The lead-extension connector 990 further includes a lead-extension retention assembly for facilitating retention of the proximal portion of an elongated member when the proximal portion of the elongated member is received by the lead-extension connector 990. In the illustrated embodiment, the lead-extension retention assembly includes a lead-extension retention assembly that includes a lead-extension auxiliary connector contact 992. The lead-extension auxiliary connector contact 992 is positioned to align with the auxiliary terminal of the elongated member when the elongated member is received by the lead-extension connector 990. In the illustrated embodiment, a retaining member (e.g., a set screw, a pin, or the like) 994 is used for pressing the auxiliary terminal of the inserted elongated member against the auxiliary connector contact to retain inserted elongated member within the control module 990.

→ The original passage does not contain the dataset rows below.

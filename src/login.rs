//! Warehouse login with bounded retries.
//!
//! A login is a small state machine: it starts `Attempting` at attempt 1 and
//! ends `Connected` or `Failed`. A failed attempt is retried only when a
//! passcode prompt is configured, because repeating a non-interactive login
//! with the same credentials cannot succeed. At most [`MAX_LOGIN_ATTEMPTS`]
//! attempts are made.

use crate::error::{AppError, Result};
use crate::warehouse::{Connector, WarehouseClient, WarehouseCredentials};
use std::fmt;
use tracing::{info, warn};

/// Upper bound on login attempts.
pub const MAX_LOGIN_ATTEMPTS: u32 = 3;

/// Login progress.
#[derive(Debug, Clone, Copy, PartialEq, Eq)]
pub enum LoginState {
    /// About to make the given attempt (1-based).
    Attempting { attempt: u32 },
    /// A session is open.
    Connected,
    /// No session could be opened.
    Failed,
}

impl LoginState {
    /// Returns true for `Connected` and `Failed`.
    pub fn is_terminal(&self) -> bool {
        !matches!(self, Self::Attempting { .. })
    }
}

/// Computes the state that follows an attempt.
pub fn next_state(attempt: u32, interactive: bool, succeeded: bool) -> LoginState {
    if succeeded {
        LoginState::Connected
    } else if interactive && attempt < MAX_LOGIN_ATTEMPTS {
        LoginState::Attempting {
            attempt: attempt + 1,
        }
    } else {
        LoginState::Failed
    }
}

/// Source of MFA passcodes.
pub trait PasscodePrompt: Send + Sync {
    /// Asks for the passcode to use on `attempt`.
    fn passcode(&self, attempt: u32) -> Result<String>;
}

/// Reads the passcode from the terminal without echoing it.
#[derive(Debug, Default, Clone, Copy)]
pub struct TerminalPrompt;

impl PasscodePrompt for TerminalPrompt {
    fn passcode(&self, _attempt: u32) -> Result<String> {
        rpassword::prompt_password("Enter MFA passcode: ")
            .map(|p| p.trim().to_string())
            .map_err(|e| AppError::auth(format!("Failed to read passcode: {e}")))
    }
}

/// Result of a login run. `Failed` carries no session; the caller decides
/// what to do about it.
pub struct LoginOutcome {
    pub state: LoginState,
    /// Number of attempts made.
    pub attempts: u32,
    /// Login name the attempts were made for.
    pub user: String,
    pub session: Option<Box<dyn WarehouseClient>>,
}

impl LoginOutcome {
    pub fn is_connected(&self) -> bool {
        self.state == LoginState::Connected
    }
}

impl fmt::Debug for LoginOutcome {
    fn fmt(&self, f: &mut fmt::Formatter<'_>) -> fmt::Result {
        f.debug_struct("LoginOutcome")
            .field("state", &self.state)
            .field("attempts", &self.attempts)
            .field("user", &self.user)
            .field("session", &self.session.as_ref().map(|_| "<open>"))
            .finish()
    }
}

/// Drives login attempts against a [`Connector`].
pub struct LoginRetrier<'a> {
    connector: &'a dyn Connector,
    credentials: &'a WarehouseCredentials,
    prompt: Option<&'a dyn PasscodePrompt>,
}

impl<'a> LoginRetrier<'a> {
    /// Creates a non-interactive retrier (single attempt).
    pub fn new(connector: &'a dyn Connector, credentials: &'a WarehouseCredentials) -> Self {
        Self {
            connector,
            credentials,
            prompt: None,
        }
    }

    /// Requires a passcode, collected from `prompt` before every attempt.
    pub fn with_passcode_prompt(mut self, prompt: &'a dyn PasscodePrompt) -> Self {
        self.prompt = Some(prompt);
        self
    }

    /// Runs the state machine to a terminal state. Never fails; check the outcome.
    pub async fn login(&self) -> LoginOutcome {
        let interactive = self.prompt.is_some();
        let mut state = LoginState::Attempting { attempt: 1 };
        let mut attempts = 0;
        let mut session = None;

        while let LoginState::Attempting { attempt } = state {
            attempts = attempt;
            println!("Attempt {attempt}");

            match self.attempt(attempt).await {
                Ok(client) => {
                    session = Some(client);
                    state = next_state(attempt, interactive, true);
                }
                Err(e) => {
                    println!("Error: {e}");
                    warn!(
                        "Login attempt {} for {} failed: {}",
                        attempt, self.credentials.user, e
                    );
                    state = next_state(attempt, interactive, false);
                    if let LoginState::Attempting { .. } = state {
                        println!("Incorrect passcode - provide it again");
                    }
                }
            }
        }

        match state {
            LoginState::Connected => {
                println!("Connected to Snowflake");
                info!("Connected after {} attempt(s)", attempts);
            }
            _ if interactive => println!("{attempts} failed attempts"),
            _ => {}
        }

        LoginOutcome {
            state,
            attempts,
            user: self.credentials.user.clone(),
            session,
        }
    }

    async fn attempt(&self, attempt: u32) -> Result<Box<dyn WarehouseClient>> {
        let passcode = match self.prompt {
            Some(prompt) => Some(prompt.passcode(attempt)?),
            None => None,
        };
        self.connector
            .connect(self.credentials, passcode.as_deref())
            .await
    }
}
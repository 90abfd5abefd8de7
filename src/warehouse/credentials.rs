//! Warehouse credential file.

use crate::error::{AppError, Result};
use serde::Deserialize;
use std::fmt;
use std::path::Path;

/// Contents of the warehouse credential JSON file.
#[derive(Clone, Deserialize)]
pub struct WarehouseCredentials {
    pub user: String,
    pub password: String,
    /// Account identifier, optionally with region (`xy12345.us-east-1`).
    pub account: String,
    pub database: String,
    pub schema: String,
    #[serde(default)]
    pub warehouse: Option<String>,
    #[serde(default)]
    pub role: Option<String>,
}

impl WarehouseCredentials {
    /// Reads credentials from a JSON file.
    pub fn load_from_file(path: &Path) -> Result<Self> {
        let content = std::fs::read_to_string(path).map_err(|e| {
            AppError::io(format!(
                "Failed to read warehouse credentials {}: {e}",
                path.display()
            ))
        })?;

        serde_json::from_str(&content).map_err(|e| {
            AppError::config(format!(
                "Invalid warehouse credentials in {}: {e}",
                path.display()
            ))
        })
    }

    /// Returns a display-safe string (no password) for status output.
    pub fn display_string(&self) -> String {
        format!(
            "{}@{} ({}.{})",
            self.user, self.account, self.database, self.schema
        )
    }
}

impl fmt::Debug for WarehouseCredentials {
    fn fmt(&self, f: &mut fmt::Formatter<'_>) -> fmt::Result {
        f.debug_struct("WarehouseCredentials")
            .field("user", &self.user)
            .field("password", &"<redacted>")
            .field("account", &self.account)
            .field("database", &self.database)
            .field("schema", &self.schema)
            .field("warehouse", &self.warehouse)
            .field("role", &self.role)
            .finish()
    }
}
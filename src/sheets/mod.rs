//! Spreadsheet output for snow-sheets.
//!
//! Provides a trait-based abstraction over the sheet destination so the
//! pipeline can be exercised without network access.

pub mod auth;
pub mod cells;
pub mod google;
mod mock;

use async_trait::async_trait;

use crate::config::QuerySpec;
use crate::error::Result;
use crate::warehouse::QueryResult;

pub use google::{spreadsheet_id_from_url, GoogleSheetsClient};
pub use mock::{RecordedWrite, RecordingSheetSink};

/// Where and how a table is written.
#[derive(Debug, Clone, PartialEq, Eq)]
pub struct WriteRequest {
    /// Target tab; must already exist.
    pub worksheet: String,
    /// A1 range whose origin receives the first data row.
    pub range: Option<String>,
    /// Clear the range (or the whole tab) before writing.
    pub clear: bool,
}

impl WriteRequest {
    pub fn new(worksheet: impl Into<String>) -> Self {
        Self {
            worksheet: worksheet.into(),
            range: None,
            clear: false,
        }
    }

    pub fn with_range(mut self, range: impl Into<String>) -> Self {
        self.range = Some(range.into());
        self
    }

    pub fn with_clear(mut self, clear: bool) -> Self {
        self.clear = clear;
        self
    }
}

impl From<&QuerySpec> for WriteRequest {
    fn from(spec: &QuerySpec) -> Self {
        Self {
            worksheet: spec.worksheet.clone(),
            range: spec.range.clone(),
            clear: spec.clear,
        }
    }
}

/// What a successful write changed.
#[derive(Debug, Clone, PartialEq, Eq)]
pub struct WriteReport {
    pub worksheet: String,
    /// Range reported back by the destination, or the requested one.
    pub range: String,
    pub rows_written: usize,
    pub cleared: bool,
}

/// Destination for result tables.
#[async_trait]
pub trait SheetSink: Send + Sync {
    /// Writes the data rows of `table` (never the header).
    async fn write(&self, request: &WriteRequest, table: &QueryResult) -> Result<WriteReport>;
}
//! Failure alerts for snow-sheets.
//!
//! Alerts go to a chat webhook that accepts `{"text": "..."}` payloads.

use async_trait::async_trait;
use reqwest::Client;
use serde::Serialize;
use std::time::Duration;
use tracing::debug;
use url::Url;

use crate::error::{AppError, Result};

/// Default timeout for webhook calls.
const DEFAULT_TIMEOUT_SECS: u64 = 10;

/// Receives operator alerts.
#[async_trait]
pub trait Notifier: Send + Sync {
    async fn notify(&self, message: &str) -> Result<()>;
}

#[derive(Debug, Serialize)]
struct WebhookMessage<'a> {
    text: &'a str,
}

/// Posts alerts to a chat webhook.
#[derive(Debug, Clone)]
pub struct WebhookNotifier {
    http: Client,
    url: Url,
}

impl WebhookNotifier {
    pub fn new(url: &str) -> Result<Self> {
        let url = Url::parse(url)
            .map_err(|e| AppError::config(format!("Invalid alerts.webhook_url: {e}")))?;

        let http = Client::builder()
            .timeout(Duration::from_secs(DEFAULT_TIMEOUT_SECS))
            .build()
            .map_err(|e| AppError::internal(format!("Failed to create HTTP client: {e}")))?;

        Ok(Self { http, url })
    }
}

#[async_trait]
impl Notifier for WebhookNotifier {
    async fn notify(&self, message: &str) -> Result<()> {
        debug!("Sending alert to {}", self.url.host_str().unwrap_or("webhook"));

        let res = self
            .http
            .post(self.url.clone())
            .json(&WebhookMessage { text: message })
            .send()
            .await
            .map_err(|e| AppError::internal(format!("Webhook request failed: {e}")))?;

        let status = res.status();
        if !status.is_success() {
            return Err(AppError::internal(format!(
                "Webhook rejected alert with status {status}"
            )));
        }
        Ok(())
    }
}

Lead-extension conductors, such as lead-extension conductor 931, extend along a longitudinal length of the lead extension and electrically couple the lead-extension connector contacts to the array of lead-extension terminals 927. Lead-extension conductors can extend along the longitudinal length of the lead-extension body within one or more lumens defined in the lead extension. In other instances, the lead-extension conductors may extend along the lead extension within the lead-extension body itself.


The lead extension 912 further includes an antenna 944 electrically coupled to the auxiliary terminal 908 and extending along the lead extension 912. In some embodiments, the antenna 944 extends along the longitudinal length of the lead extension within one or more lumens defined in the lead extension. In at least some embodiments, the antenna 944 extends along a lumen within which at least one of the lead conductors 931 also extends. In other embodiments, the antenna 944 extends along the lead extension 912 within the lead-extension body 906 itself.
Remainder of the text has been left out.